Preferably, a tolperisone composition as provided herein comprises tolperisone in the form of an acid addition salt. In a preferred embodiment, a tolperisone composition as provided herein will also comprise an additional amount of an acidic additive or excipient to establish an environment that is more acidic than that provided by tolperisone in the form of an acid addition salt. Such additives include acetic acid, succinic acid, adipic acid, propionic acid, citric acid, toluenesulfonic acid, methanesulfonic acid, and the like. Preferred acids are di-acids or greater (e.g., di-acids, tri-acids, etc.) having more than one acidic proton. Preferably, acids for use as stabilizers for compositions of tolperisone will possess a pKa of less than about 3. Preferably, the acid is anhydrous. Particularly preferred acids include citric acid and succinic acid.
Tolperisone may be combined within a glassy matrix; glass formers are well known in the art, and may be effective in preventing chemical degradation of tolperisone to 4-MMPPO.
Ideally, tolperisone, irrespective of its formulation, is combined with a dessicant during storage, such that its exposure to moisture is minimized.
Genotoxicity of 4-MMPPO
4-MMPPO is considered genotoxic, that is, capable of causing genetic mutation and potentially contributing to the development of tumors. Genotoxicity is generally considered to be an intrinsic property of certain chemical agents. Based upon a compound's chemical structure, the compound may possess sufficient electrophilicity to bind with nucleophilic sites in cellular macromolecules such as DNA.
Ideally, tolperisone compositions provided herein, when evaluated in genetic toxicology studies, indicate a lack of genotoxic potential--due at least in part to the extremely low levels of 4-MMPPO contained therein. Genetic toxicology studies suitable to assessing genotoxic hazard include the following rodent in vitro assays: a test for gene mutation in bacteria 3B, an in vitro assessment of chromosomal damage using mammalian cells or an in vitro mouse lymphoma tk.sup.+/- assay, and an in vivo test for chromosomal damage using rodent hematopoietic cells. Alternative models for assessing carcinogenicity can be found in ICH guidance for industry SIB Testing for Carcinogenicity of Pharmaceuticals.

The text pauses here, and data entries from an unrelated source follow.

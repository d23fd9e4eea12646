//! Records exchanged with the store collaborator

use crate::query::QueryResponse;
use crate::storage::errors::StorageError;
use serde::{Deserialize, Serialize};
use serde_json::{Map, Value};

/// Content field holding a record's id
pub const FIELD_CONTENT_ID: &str = "_id";
/// Content field holding a record's revision
pub const FIELD_CONTENT_REVISION: &str = "_rev";

/// Edge record field names as stored
pub const REPO_FIELD_FIRST_ID: &str = "firstId";
pub const REPO_FIELD_FIRST_PROPERTY_NAME: &str = "firstPropertyName";
pub const REPO_FIELD_SECOND_ID: &str = "secondId";
pub const REPO_FIELD_SECOND_PROPERTY_NAME: &str = "secondPropertyName";
pub const REPO_FIELD_PROPERTIES: &str = "properties";

/// Store-native query returning every edge attached to a resource field,
/// from either endpoint
pub const RELATIONSHIP_QUERY_ID: &str = "find-relationships-for-resource";
/// Parameter of [`RELATIONSHIP_QUERY_ID`]: the owner resource path
pub const QUERY_FIELD_RESOURCE_PATH: &str = "resourcePath";
/// Parameter of [`RELATIONSHIP_QUERY_ID`]: the owner field name
pub const QUERY_FIELD_FIELD_NAME: &str = "fieldName";

/// A record as returned by the store.
///
/// `content` always carries `_id` and `_rev` alongside the stored fields.
#[derive(Debug, Clone, PartialEq, Serialize, Deserialize)]
pub struct ResourceRecord {
    /// Id of the record within its container
    pub id: String,
    pub revision: String,
    pub content: Value,
}

impl ResourceRecord {
    pub fn new(id: impl Into<String>, revision: impl Into<String>, mut content: Value) -> Self {
        let id = id.into();
        let revision = revision.into();
        if let Value::Object(map) = &mut content {
            map.insert(FIELD_CONTENT_ID.to_string(), Value::String(id.clone()));
            map.insert(
                FIELD_CONTENT_REVISION.to_string(),
                Value::String(revision.clone()),
            );
        }
        Self {
            id,
            revision,
            content,
        }
    }

    /// Stored fields without the `_id`/`_rev` aliases
    pub fn fields(&self) -> Map<String, Value> {
        let mut fields = match &self.content {
            Value::Object(map) => map.clone(),
            _ => Map::new(),
        };
        fields.remove(FIELD_CONTENT_ID);
        fields.remove(FIELD_CONTENT_REVISION);
        fields
    }
}

/// Results of a store query
#[derive(Debug, Clone, Default, PartialEq, Serialize, Deserialize)]
pub struct QueryResults {
    pub records: Vec<ResourceRecord>,
    pub response: QueryResponse,
}

/// A stored relationship edge.
///
/// `first_*` is always the endpoint the edge was created from and
/// `second_*` the endpoint it points at. The orientation never changes
/// after creation.
#[derive(Debug, Clone, PartialEq, Serialize, Deserialize)]
#[serde(rename_all = "camelCase")]
pub struct EdgeRecord {
    #[serde(rename = "_id", default, skip_serializing_if = "Option::is_none")]
    pub id: Option<String>,
    #[serde(rename = "_rev", default, skip_serializing_if = "Option::is_none")]
    pub revision: Option<String>,
    pub first_id: String,
    pub first_property_name: String,
    pub second_id: String,
    #[serde(default, skip_serializing_if = "Option::is_none")]
    pub second_property_name: Option<String>,
    #[serde(default)]
    pub properties: Map<String, Value>,
}

impl EdgeRecord {
    /// A new, not yet persisted edge from `first_id`'s `first_property_name`
    /// to `second_id`
    pub fn new(
        first_id: impl Into<String>,
        first_property_name: impl Into<String>,
        second_id: impl Into<String>,
        second_property_name: Option<String>,
        properties: Map<String, Value>,
    ) -> Self {
        Self {
            id: None,
            revision: None,
            first_id: first_id.into(),
            first_property_name: first_property_name.into(),
            second_id: second_id.into(),
            second_property_name,
            properties,
        }
    }

    /// Decode an edge from a store record
    pub fn from_record(record: &ResourceRecord) -> Result<Self, StorageError> {
        let mut edge: EdgeRecord = serde_json::from_value(record.content.clone())?;
        edge.id = Some(record.id.clone());
        edge.revision = Some(record.revision.clone());
        Ok(edge)
    }

    /// The content to persist, without `_id`/`_rev`
    pub fn to_content(&self) -> Value {
        let mut map = Map::new();
        map.insert(
            REPO_FIELD_FIRST_ID.to_string(),
            Value::String(self.first_id.clone()),
        );
        map.insert(
            REPO_FIELD_FIRST_PROPERTY_NAME.to_string(),
            Value::String(self.first_property_name.clone()),
        );
        map.insert(
            REPO_FIELD_SECOND_ID.to_string(),
            Value::String(self.second_id.clone()),
        );
        if let Some(name) = &self.second_property_name {
            map.insert(
                REPO_FIELD_SECOND_PROPERTY_NAME.to_string(),
                Value::String(name.clone()),
            );
        }
        map.insert(
            REPO_FIELD_PROPERTIES.to_string(),
            Value::Object(self.properties.clone()),
        );
        Value::Object(map)
    }

    /// Whether `owner`'s `field` is the first endpoint
    pub fn is_forward_for(&self, owner: &str, field: &str) -> bool {
        self.first_id == owner && self.first_property_name == field
    }

    /// Whether `owner`'s `field` is the second endpoint
    pub fn is_reverse_for(&self, owner: &str, field: &str) -> bool {
        self.second_id == owner && self.second_property_name.as_deref() == Some(field)
    }

    pub fn involves(&self, owner: &str, field: &str) -> bool {
        self.is_forward_for(owner, field) || self.is_reverse_for(owner, field)
    }

    /// The endpoint opposite to `owner`'s `field`
    pub fn other_endpoint(&self, owner: &str, field: &str) -> &str {
        if self.is_forward_for(owner, field) {
            &self.second_id
        } else {
            &self.first_id
        }
    }

    /// Point the endpoint opposite to `owner`'s `field` at `target`
    pub fn retarget(&mut self, owner: &str, field: &str, target: impl Into<String>) {
        if self.is_forward_for(owner, field) {
            self.second_id = target.into();
        } else {
            self.first_id = target.into();
        }
    }
}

In vivo assays may also be used to further indicate a lack of genotoxic potential, especially in instances in which results from an in vitro study may suggest a potential genotoxic hazard. In vivo assays that may be employed to indicate a lack of genotoxicity of the tolperisone compostions provided herein include the following. For example, peripheral blood smears from repeat dose toxicity studies in mice may be evaluated for micronucleus induction. Peripheral blood lymphocytes from repeat dose studies in rats or monkeys can be cultured and assessed for chromosome damage in metaphase spreads. Additionally, DNA damage (e.g., (DNA adducts or DNA strand breakage using the Comet or alkaline elution assay) can be assessed in potential target tissues. Transgenic rats or mice can also be used to assess mutagenicity in potential target tissues.
The Syrian hamster embryo cell (SHE) transformation assay may also be used. Further, transgenic mouse strains such as the p53 haplo insufficient mouse may be used in short-term carcinogenicity studies.
A substantial absence of genotoxic side effects (or genotoxicity) of a formulation as provided herein, in reference to a tolperisone composition comprising less than about 10 ppm 4-MMPPO when administered to a subject at a pharmaceutically acceptable dose, is indicated based upon a negative result in at least one of the three in-vitro studies described above. Preferably, at least two of the in-vitro assays are negative, and even more preferably, all three of the in-vitro assays are negative with respect to genotoxicity. In instances in which one or more of the in-vitro studies described above provides a positive or less than conclusive result in terms of lack of genotoxicity, a negative result in one or more of the above-described in-vivo studies may be relied upon to demonstrate a lack of genotoxicity.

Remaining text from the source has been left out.